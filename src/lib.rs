//! # GraphQL multipart requests for async-graphql
//!
//! This crate implements the
//! [GraphQL multipart request specification](https://github.com/jaydenseric/graphql-multipart-request-spec),
//! the convention used to send files alongside GraphQL operations over HTTP, in front of any
//! GraphQL [`Executor`](trait.Executor.html).
//!
//! A multipart request carries three kinds of parts:
//!
//! * `operations`, a single operation `{ query, variables, operationName }` or an array of them
//! * `map`, an object associating the name of each file part to the paths it must be placed at,
//!   such as `variables.file` or `1.variables.input.files.0` in a batch
//! * the file parts themselves
//!
//! [`http::MultipartHandler`](http/struct.MultipartHandler.html) decodes the form, places an
//! [`Upload`](struct.Upload.html) handle at every mapped location of the variables and executes
//! each operation independently. Problems with the files of one operation only fail that
//! operation.
//!
//! ## Features
//!
//! This crate offers the following features, all of which are activated by default:
//!
//! - `log`: Log forwarded requests, received files and rejected requests.
//! - `tracing`: Wrap the execution of each operation in a span.
//! - `unblock`: Support [`Upload::into_async_read`](struct.Upload.html#method.into_async_read).
//!
//! ## Example Curl Request
//!
//! ```curl
//! curl 'localhost:8000' \
//! --form 'operations={
//!         "query": "mutation ($files: [Upload!]!) { upload(files: $files) }",
//!         "variables": { "files": [null, null] }}' \
//! --form 'map={ "0": ["variables.files.0"], "1": ["variables.files.1"] }' \
//! --form '0=@a.txt' \
//! --form '1=@b.txt'
//! ```

#![warn(missing_docs)]
#![allow(clippy::needless_doctest_main)]
#![allow(clippy::needless_lifetimes)]
#![forbid(unsafe_code)]
#![cfg_attr(feature = "nightly", feature(doc_cfg))]
#![recursion_limit = "256"]

mod error;
mod executor;
mod request;
mod response;
mod value;

pub mod http;
pub mod path;
pub mod types;

#[doc(hidden)]
pub mod __private {
    pub use serde_json;
}

pub use error::{ParseRequestError, ServerError};
pub use executor::Executor;
pub use request::{BatchRequest, Request};
pub use response::{BatchResponse, Response};
pub use types::{Upload, UploadValue};
pub use value::Value;

/// Construct a `Value` from a JSON literal.
///
/// ```rust
/// use async_graphql_multipart::{value, Value};
///
/// let value = value!({ "files": [null, null] });
/// assert_eq!(value.as_object().unwrap()["files"].as_list().unwrap().len(), 2);
/// ```
#[macro_export]
macro_rules! value {
    ($($json:tt)+) => {
        $crate::Value::from($crate::__private::serde_json::json!($($json)+))
    };
}
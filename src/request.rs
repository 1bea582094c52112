use serde::Deserialize;

use crate::{path, ParseRequestError, Upload, Value};

const SINGLE_PREFIX: &str = "variables.";

/// GraphQL request.
///
/// This is one operation of the `operations` field. Its variables have already had every mapped
/// file spliced in by the time it reaches an [`Executor`](trait.Executor.html).
#[derive(Debug, Clone, Deserialize)]
#[serde(rename_all = "camelCase")]
pub struct Request {
    /// The query source of the request.
    #[serde(default)]
    pub query: String,

    /// The operation name of the request.
    #[serde(default)]
    pub operation_name: Option<String>,

    /// The variables of the request.
    #[serde(default)]
    pub variables: Value,

    /// Where this request's variables live in the decoded `operations` value.
    #[serde(skip)]
    path_prefix: String,
}

impl Request {
    /// Create a request object with query source.
    pub fn new(query: impl Into<String>) -> Self {
        Self {
            query: query.into(),
            operation_name: None,
            variables: Value::Null,
            path_prefix: SINGLE_PREFIX.to_string(),
        }
    }

    /// Specify the operation name of the request.
    pub fn operation_name<T: Into<String>>(self, name: T) -> Self {
        Self {
            operation_name: Some(name.into()),
            ..self
        }
    }

    /// Specify the variables.
    pub fn variables(self, variables: Value) -> Self {
        Self { variables, ..self }
    }

    /// The prefix `map` paths must carry to address this request's variables, `variables.` for
    /// a single request and `<index>.variables.` for a request of a batch.
    pub fn path_prefix(&self) -> &str {
        &self.path_prefix
    }

    /// Set a variable to an upload. `var_path` is a dot-separated path to the item that begins
    /// with a variable name, without the `variables.` prefix.
    ///
    /// Returns `false` if the path does not resolve, the variables are unchanged in that case.
    pub fn set_upload(&mut self, var_path: &str, upload: Upload) -> bool {
        path::set_value_at_path(&mut self.variables, var_path, Value::Upload(upload))
    }
}

impl<T: Into<String>> From<T> for Request {
    fn from(query: T) -> Self {
        Self::new(query)
    }
}

/// Batch support for GraphQL requests, which is either a single query, or an array of queries.
#[derive(Debug, Clone)]
pub enum BatchRequest {
    /// Single query
    Single(Request),

    /// Array of queries
    Batch(Vec<Request>),
}

impl BatchRequest {
    /// Decode the `operations` field of a multipart request.
    ///
    /// An array of operations is tried first, then a single operation. The path prefix of each
    /// request is derived from its position.
    pub fn decode(operations: &str) -> Result<Self, ParseRequestError> {
        match serde_json::from_str::<Vec<Request>>(operations) {
            Ok(requests) => Ok(BatchRequest::Batch(
                requests
                    .into_iter()
                    .enumerate()
                    .map(|(idx, request)| Request {
                        path_prefix: format!("{}.variables.", idx),
                        ..request
                    })
                    .collect(),
            )),
            Err(_) => serde_json::from_str::<Request>(operations)
                .map(|request| {
                    BatchRequest::Single(Request {
                        path_prefix: SINGLE_PREFIX.to_string(),
                        ..request
                    })
                })
                .map_err(ParseRequestError::InvalidRequest),
        }
    }

    /// Returns true if the request was an array of operations.
    pub fn is_batch(&self) -> bool {
        matches!(self, BatchRequest::Batch(_))
    }

    /// The number of operations.
    pub fn len(&self) -> usize {
        match self {
            BatchRequest::Single(_) => 1,
            BatchRequest::Batch(requests) => requests.len(),
        }
    }

    /// Returns true if the request is an empty batch.
    pub fn is_empty(&self) -> bool {
        self.len() == 0
    }

    /// Returns an iterator over the requests.
    pub fn iter(&self) -> impl Iterator<Item = &Request> {
        match self {
            BatchRequest::Single(request) => std::slice::from_ref(request).iter(),
            BatchRequest::Batch(requests) => requests.iter(),
        }
    }
}
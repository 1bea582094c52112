use indexmap::IndexMap;
use serde::Deserialize;

use crate::{ParseRequestError, Request, ServerError, Upload};

/// The `map` field of a multipart request.
///
/// Associates the name of each file part with the paths, relative to the root of the
/// `operations` field, at which the file must be placed. Names keep the order in which they
/// appear in the field.
#[derive(Debug, Default, Clone, PartialEq, Eq, Deserialize)]
#[serde(transparent)]
pub struct FileMap(IndexMap<String, Vec<String>>);

impl FileMap {
    /// Parse the `map` field.
    pub fn parse(map: &str) -> Result<Self, ParseRequestError> {
        serde_json::from_str(map).map_err(ParseRequestError::InvalidFilesMap)
    }

    /// Returns an iterator over the file names and their paths.
    pub fn iter(&self) -> impl Iterator<Item = (&str, &[String])> {
        self.0
            .iter()
            .map(|(name, paths)| (name.as_str(), paths.as_slice()))
    }

    /// Place every file mapped into `request` in its variables.
    ///
    /// Only the paths starting with the request's prefix are considered. A file name is checked
    /// against `files` only if at least one of its paths targets this request. Every problem is
    /// reported, the variables keep all the uploads that could be placed.
    pub fn apply<'a, F>(&self, request: &mut Request, files: F) -> Vec<ServerError>
    where
        F: Fn(&str) -> Option<&'a Upload>,
    {
        let prefix = request.path_prefix().to_string();
        let mut errors = Vec::new();

        for (field, paths) in &self.0 {
            let paths: Vec<_> = paths
                .iter()
                .filter_map(|path| {
                    path.strip_prefix(prefix.as_str())
                        .map(|var_path| (path, var_path))
                })
                .collect();
            if paths.is_empty() {
                continue;
            }

            let upload = match files(field) {
                Some(upload) => upload,
                None => {
                    errors.push(ParseRequestError::MissingFile(field.clone()).into());
                    continue;
                }
            };

            for (path, var_path) in paths {
                if !request.set_upload(var_path, upload.clone()) {
                    errors.push(
                        ParseRequestError::InvalidMapPath {
                            path: path.clone(),
                            field: field.clone(),
                        }
                        .into(),
                    );
                }
            }
        }

        errors
    }
}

§

**WHAT TO DO:** Each line from the material above that mentions the word "over" needs to be copied.

**EXERCISE ANSWER:**
//! the convention used to send files alongside GraphQL operations over HTTP, in front of any
    /// Returns an iterator over the requests.
    /// Returns an iterator over the file names and their paths.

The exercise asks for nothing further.